On April 6, 2007, the Department of Public Instruction (DPI) received a complaint under state and federal special education law from XXXXX against the Genoa City J2 School District. This is the department’s decision regarding that complaint. The issues, which relate to the 2005-2006 school year, are identified below.

  • Whether the district completed a special education evaluation within required time limits.

Determining whether a student is a student with a disability must be completed within 60 calendar days from the district receipt of parental consent. Parental consent for the evaluation was received on April 19, 2006. The final session to determine eligibility was held on June 16, 2007. The district completed a special education evaluation within required time limits.

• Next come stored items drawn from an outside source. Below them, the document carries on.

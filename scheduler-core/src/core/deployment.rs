// scheduler-core/src/core/deployment.rs
// ============================================================================
// Module: Fleet Scheduler Deployment
// Description: One reconciliation attempt toward an environment's target.
// Purpose: Define the deployment record and its lifecycle invariants.
// Dependencies: crate::core::{identifiers, time}, serde
// ============================================================================

//! ## Overview
//! A deployment is one attempt to converge an environment on a task
//! definition. Status only ever moves forward (pending -> in-progress ->
//! completed); `end_time` is set iff completed; `failed_instances` is
//! always a subset of the instances targeted at dispatch; and for a given
//! token at most one deployment ever exists in an environment (enforced by
//! the deployment service, not by this type).

// ============================================================================
// SECTION: Imports
// ============================================================================

use serde::Deserialize;
use serde::Serialize;

use crate::core::identifiers::DeploymentId;
use crate::core::identifiers::InstanceArn;
use crate::core::identifiers::TaskDefinitionArn;
use crate::core::identifiers::Token;
use crate::core::time::Timestamp;

// ============================================================================
// SECTION: Deployment Status
// ============================================================================

/// Deployment lifecycle status. Transitions only follow pending ->
/// in-progress -> completed; never backward.
#[derive(Debug, Clone, Copy, PartialEq, Eq, Serialize, Deserialize)]
#[serde(rename_all = "snake_case")]
pub enum DeploymentStatus {
    /// Created but not yet promoted to any instance.
    Pending,
    /// Tasks have been started and are being reconciled.
    InProgress,
    /// Every targeted instance has reached the desired task count and state.
    Completed,
}

impl DeploymentStatus {
    /// Returns true when `next` is a legal forward successor of `self`
    /// (including staying put, which callers may treat as a no-op write).
    #[must_use]
    pub const fn can_transition_to(self, next: Self) -> bool {
        matches!(
            (self, next),
            (Self::Pending, Self::Pending)
                | (Self::Pending, Self::InProgress)
                | (Self::InProgress, Self::InProgress)
                | (Self::InProgress, Self::Completed)
                | (Self::Completed, Self::Completed)
        )
    }
}

/// Deployment health as last observed by the worker.
#[derive(Debug, Clone, Copy, PartialEq, Eq, Serialize, Deserialize)]
#[serde(rename_all = "snake_case")]
pub enum Health {
    /// Converging or converged without incident.
    Healthy,
    /// At least one targeted instance failed to start or stopped unexpectedly.
    Unhealthy,
}

// ============================================================================
// SECTION: Deployment Record
// ============================================================================

/// One reconciliation attempt toward an environment's target task definition.
#[derive(Debug, Clone, PartialEq, Eq, Serialize, Deserialize)]
pub struct Deployment {
    /// Fresh opaque identifier allocated at creation.
    pub id: DeploymentId,
    /// Lifecycle status.
    pub status: DeploymentStatus,
    /// Health as last observed by the worker.
    pub health: Health,
    /// Task definition this deployment is converging toward.
    pub task_definition: TaskDefinitionArn,
    /// Number of instances targeted by this deployment.
    pub desired_task_count: u32,
    /// Container instances whose task failed to start or reach `RUNNING`
    /// (always a subset of the instances targeted at dispatch).
    pub failed_instances: Vec<InstanceArn>,
    /// Time the deployment was created/promoted.
    pub start_time: Timestamp,
    /// Time the deployment completed; set iff `status == Completed`.
    pub end_time: Option<Timestamp>,
    /// Idempotency token carried from the environment at creation time.
    pub token: Token,
}

impl Deployment {
    /// Creates a fresh pending deployment.
    #[must_use]
    pub fn new_pending(
        id: DeploymentId,
        task_definition: TaskDefinitionArn,
        token: Token,
        now: Timestamp,
    ) -> Self {
        Self {
            id,
            status: DeploymentStatus::Pending,
            health: Health::Healthy,
            task_definition,
            desired_task_count: 0,
            failed_instances: Vec::new(),
            start_time: now,
            end_time: None,
            token,
        }
    }

    /// Returns true when this deployment's `end_time` is set iff completed.
    #[must_use]
    pub fn satisfies_end_time_invariant(&self) -> bool {
        matches!(self.status, DeploymentStatus::Completed) == self.end_time.is_some()
    }
}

  • Whether the district properly obtained consent from parents before conducting evaluation activities.

The parents allege the district evaluated their daughter without their knowledge or signed consent. A district must obtain consent from the student’s parent prior to an evaluation. The parent signed a permission to evaluate form on April 19, 2006. Due to a clerical error, the date listed on the school psychological report was April 5, 2006; however the actual evaluation occurred on April 25, 2006. The district substantiates the actual date of the evaluation through other written documentation. The department concludes the district properly obtained consent from parents before conducting an evaluation.

  • Whether the district administered assessments by trained and knowledgeable personnel.

All licensed teachers in Wisconsin, including special education teachers and school psychologists, are considered highly qualified under both No Child Left Behind and Individuals with Disabilities Education Act 2004. Both the school psychologist and the special education teacher who administered assessments are licensed by DPI. The district properly administered assessments by trained and knowledgeable personnel.

  • Whether the district notified parents of individualized education program (IEP) team meetings and scheduled the meetings at a mutually agreeable time.
  • Whether the district properly provided additional time to permit meaningful parent participation during an IEP team meeting to determine eligibility.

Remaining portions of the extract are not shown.